DATASET EXCERPTS>

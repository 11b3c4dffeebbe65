//! Shared UI regions
//!
//! The landing overlay, the navigation bar and the radar minimap are shared
//! between scenes. Only the scene manager and the navigation model toggle
//! them; scenes may read visibility but never write it.

mod overlay;

pub use overlay::{OverlayUi, RegionState, FADE_IN_DELAY_MS, FADE_OUT_DELAY_MS};

use std::cell::RefCell;
use std::rc::Rc;

bitflags::bitflags! {
    /// Set of shared UI regions
    #[derive(Debug, Clone, Copy, PartialEq, Eq, Hash)]
    pub struct UiRegions: u8 {
        /// Landing overlay shown on the hero scene
        const PRIMARY = 0b0001;
        /// Navigation bar
        const NAV = 0b0010;
        /// Radar minimap
        const RADAR = 0b0100;
    }
}

/// Collaborator that applies region visibility
pub trait UiController {
    /// Show or hide every region in `regions`
    fn set_region_visible(&mut self, regions: UiRegions, visible: bool, now_ms: f64);

    /// Advance delayed UI work such as fades
    fn tick(&mut self, _now_ms: f64) {}
}

impl<T: UiController + ?Sized> UiController for Box<T> {
    fn set_region_visible(&mut self, regions: UiRegions, visible: bool, now_ms: f64) {
        (**self).set_region_visible(regions, visible, now_ms);
    }

    fn tick(&mut self, now_ms: f64) {
        (**self).tick(now_ms);
    }
}

/// Lets the host keep a handle on a controller it also hands to the manager
impl<T: UiController + ?Sized> UiController for Rc<RefCell<T>> {
    fn set_region_visible(&mut self, regions: UiRegions, visible: bool, now_ms: f64) {
        self.borrow_mut().set_region_visible(regions, visible, now_ms);
    }

    fn tick(&mut self, now_ms: f64) {
        self.borrow_mut().tick(now_ms);
    }
}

WHAT THE TASK ASKS> Copy every line of the records above that contains "UiController".

RESULT OF THE EXERCISE>
pub trait UiController {
impl<T: UiController + ?Sized> UiController for Box<T> {
impl<T: UiController + ?Sized> UiController for Rc<RefCell<T>> {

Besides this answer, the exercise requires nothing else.